Only the count should appear in your answer: how many lines of the data below contain the word "Some"?

Source records:
+++

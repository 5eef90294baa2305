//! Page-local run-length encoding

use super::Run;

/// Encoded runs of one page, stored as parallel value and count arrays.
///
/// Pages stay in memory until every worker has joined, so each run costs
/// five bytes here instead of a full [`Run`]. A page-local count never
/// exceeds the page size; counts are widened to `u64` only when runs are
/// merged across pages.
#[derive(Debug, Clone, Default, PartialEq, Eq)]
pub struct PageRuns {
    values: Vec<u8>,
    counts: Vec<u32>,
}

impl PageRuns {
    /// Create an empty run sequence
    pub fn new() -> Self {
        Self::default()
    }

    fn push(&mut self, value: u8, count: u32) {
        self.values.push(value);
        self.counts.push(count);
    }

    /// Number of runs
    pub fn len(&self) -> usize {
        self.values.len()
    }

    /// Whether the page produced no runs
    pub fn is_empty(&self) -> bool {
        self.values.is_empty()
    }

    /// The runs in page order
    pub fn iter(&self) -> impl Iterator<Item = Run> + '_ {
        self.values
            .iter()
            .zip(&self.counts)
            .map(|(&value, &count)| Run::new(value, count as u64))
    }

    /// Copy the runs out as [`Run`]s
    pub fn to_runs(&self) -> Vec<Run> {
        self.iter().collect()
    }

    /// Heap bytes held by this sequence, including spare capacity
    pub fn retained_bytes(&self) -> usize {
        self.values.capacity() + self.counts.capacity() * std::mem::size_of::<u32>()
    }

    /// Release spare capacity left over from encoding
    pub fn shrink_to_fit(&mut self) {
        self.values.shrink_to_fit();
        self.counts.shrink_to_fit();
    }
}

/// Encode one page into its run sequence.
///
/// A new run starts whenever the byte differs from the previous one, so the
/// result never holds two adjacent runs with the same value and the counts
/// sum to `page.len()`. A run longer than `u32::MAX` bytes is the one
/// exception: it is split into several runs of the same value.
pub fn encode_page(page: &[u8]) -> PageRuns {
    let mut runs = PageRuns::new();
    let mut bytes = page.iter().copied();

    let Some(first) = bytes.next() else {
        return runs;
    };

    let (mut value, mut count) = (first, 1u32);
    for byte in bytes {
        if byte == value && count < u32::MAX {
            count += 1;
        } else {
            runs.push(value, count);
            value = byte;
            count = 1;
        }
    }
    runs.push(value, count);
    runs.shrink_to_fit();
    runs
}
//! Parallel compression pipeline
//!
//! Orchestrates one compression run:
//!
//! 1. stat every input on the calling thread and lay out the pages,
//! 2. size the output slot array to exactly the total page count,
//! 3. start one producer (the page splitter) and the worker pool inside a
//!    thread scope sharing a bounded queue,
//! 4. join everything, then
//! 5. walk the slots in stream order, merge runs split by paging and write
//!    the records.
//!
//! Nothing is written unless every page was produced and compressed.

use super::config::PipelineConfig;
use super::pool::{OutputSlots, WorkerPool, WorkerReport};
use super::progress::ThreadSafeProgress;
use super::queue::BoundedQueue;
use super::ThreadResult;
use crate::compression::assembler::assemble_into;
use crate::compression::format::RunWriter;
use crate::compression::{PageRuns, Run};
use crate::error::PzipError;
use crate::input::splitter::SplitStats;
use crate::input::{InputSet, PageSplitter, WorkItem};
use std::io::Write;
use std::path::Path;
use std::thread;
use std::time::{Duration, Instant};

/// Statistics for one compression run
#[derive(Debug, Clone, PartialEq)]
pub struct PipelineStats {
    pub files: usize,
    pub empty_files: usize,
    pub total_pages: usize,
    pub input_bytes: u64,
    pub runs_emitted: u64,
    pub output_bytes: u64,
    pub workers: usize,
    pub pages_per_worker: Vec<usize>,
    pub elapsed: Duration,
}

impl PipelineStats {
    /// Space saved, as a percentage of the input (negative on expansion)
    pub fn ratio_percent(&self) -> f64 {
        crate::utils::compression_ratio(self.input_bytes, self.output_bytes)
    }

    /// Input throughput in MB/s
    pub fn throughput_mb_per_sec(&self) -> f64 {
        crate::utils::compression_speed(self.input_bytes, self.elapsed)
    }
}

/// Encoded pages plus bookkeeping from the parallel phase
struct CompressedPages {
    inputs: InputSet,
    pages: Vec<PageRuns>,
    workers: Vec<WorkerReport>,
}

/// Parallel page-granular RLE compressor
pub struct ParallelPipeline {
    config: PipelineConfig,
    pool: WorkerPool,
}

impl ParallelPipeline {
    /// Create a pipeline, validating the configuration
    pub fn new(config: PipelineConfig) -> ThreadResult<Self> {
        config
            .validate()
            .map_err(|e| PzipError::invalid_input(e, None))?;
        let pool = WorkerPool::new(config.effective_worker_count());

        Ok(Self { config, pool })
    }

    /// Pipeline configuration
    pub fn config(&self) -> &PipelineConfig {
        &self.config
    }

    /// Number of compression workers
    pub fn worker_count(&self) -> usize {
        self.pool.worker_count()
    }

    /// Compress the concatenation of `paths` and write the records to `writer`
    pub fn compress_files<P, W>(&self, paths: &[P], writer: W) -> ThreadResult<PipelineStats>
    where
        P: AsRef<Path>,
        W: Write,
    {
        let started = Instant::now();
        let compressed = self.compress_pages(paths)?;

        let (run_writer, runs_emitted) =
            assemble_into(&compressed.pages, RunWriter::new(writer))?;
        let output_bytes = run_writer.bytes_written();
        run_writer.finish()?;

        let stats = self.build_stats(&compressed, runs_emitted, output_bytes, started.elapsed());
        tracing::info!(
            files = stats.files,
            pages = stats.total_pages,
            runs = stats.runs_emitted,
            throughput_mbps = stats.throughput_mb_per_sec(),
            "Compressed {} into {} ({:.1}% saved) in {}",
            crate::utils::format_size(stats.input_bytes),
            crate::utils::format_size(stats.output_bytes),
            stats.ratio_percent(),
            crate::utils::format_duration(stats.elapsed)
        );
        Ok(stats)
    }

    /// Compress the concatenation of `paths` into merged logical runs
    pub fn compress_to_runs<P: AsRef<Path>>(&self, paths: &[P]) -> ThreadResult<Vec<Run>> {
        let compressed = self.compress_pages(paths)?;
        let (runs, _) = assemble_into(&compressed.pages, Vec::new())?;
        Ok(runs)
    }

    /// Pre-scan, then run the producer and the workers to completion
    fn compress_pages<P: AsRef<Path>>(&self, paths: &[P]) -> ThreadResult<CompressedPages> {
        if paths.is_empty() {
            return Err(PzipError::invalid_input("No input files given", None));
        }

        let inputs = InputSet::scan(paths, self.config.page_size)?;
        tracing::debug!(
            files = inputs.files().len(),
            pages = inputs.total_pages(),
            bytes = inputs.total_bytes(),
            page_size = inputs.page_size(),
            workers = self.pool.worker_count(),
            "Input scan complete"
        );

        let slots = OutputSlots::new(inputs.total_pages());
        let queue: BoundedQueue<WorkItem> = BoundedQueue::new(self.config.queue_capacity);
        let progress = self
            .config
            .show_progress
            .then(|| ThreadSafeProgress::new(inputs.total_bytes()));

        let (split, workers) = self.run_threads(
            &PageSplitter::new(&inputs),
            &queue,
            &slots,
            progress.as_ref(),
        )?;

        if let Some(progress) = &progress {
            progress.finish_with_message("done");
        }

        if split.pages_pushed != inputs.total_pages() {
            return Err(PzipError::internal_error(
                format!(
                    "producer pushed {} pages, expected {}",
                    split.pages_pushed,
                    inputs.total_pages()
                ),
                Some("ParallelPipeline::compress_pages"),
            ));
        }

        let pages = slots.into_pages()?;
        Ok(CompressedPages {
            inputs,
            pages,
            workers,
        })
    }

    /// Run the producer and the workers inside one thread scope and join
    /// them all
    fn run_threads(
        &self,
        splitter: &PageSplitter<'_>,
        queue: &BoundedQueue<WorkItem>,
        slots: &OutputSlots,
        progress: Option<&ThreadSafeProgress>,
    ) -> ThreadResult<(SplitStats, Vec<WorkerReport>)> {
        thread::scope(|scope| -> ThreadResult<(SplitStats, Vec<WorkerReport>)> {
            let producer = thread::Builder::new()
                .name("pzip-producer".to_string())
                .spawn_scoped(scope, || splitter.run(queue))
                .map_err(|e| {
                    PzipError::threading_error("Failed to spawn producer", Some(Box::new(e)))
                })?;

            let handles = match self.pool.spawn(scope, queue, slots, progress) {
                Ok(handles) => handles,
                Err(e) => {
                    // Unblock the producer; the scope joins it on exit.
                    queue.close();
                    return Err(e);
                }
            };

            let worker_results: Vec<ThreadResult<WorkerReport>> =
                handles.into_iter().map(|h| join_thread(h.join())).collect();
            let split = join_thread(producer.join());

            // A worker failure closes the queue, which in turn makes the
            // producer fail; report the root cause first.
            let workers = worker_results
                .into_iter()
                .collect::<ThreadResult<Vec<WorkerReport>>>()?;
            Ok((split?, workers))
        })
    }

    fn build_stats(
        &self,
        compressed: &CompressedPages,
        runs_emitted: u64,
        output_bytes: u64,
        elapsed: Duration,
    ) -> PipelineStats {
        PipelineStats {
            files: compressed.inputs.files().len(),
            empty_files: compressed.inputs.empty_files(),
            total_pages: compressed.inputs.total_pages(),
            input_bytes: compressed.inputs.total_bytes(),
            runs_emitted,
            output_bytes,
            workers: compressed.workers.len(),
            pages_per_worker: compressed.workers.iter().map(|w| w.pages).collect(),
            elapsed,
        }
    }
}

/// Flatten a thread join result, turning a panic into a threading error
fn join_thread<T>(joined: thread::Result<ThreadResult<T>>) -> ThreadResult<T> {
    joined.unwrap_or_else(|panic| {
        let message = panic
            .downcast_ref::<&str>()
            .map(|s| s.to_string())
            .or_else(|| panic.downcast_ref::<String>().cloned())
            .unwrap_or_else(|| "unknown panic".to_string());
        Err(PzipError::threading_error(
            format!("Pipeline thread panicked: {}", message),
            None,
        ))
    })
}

+++

- [Your response] 4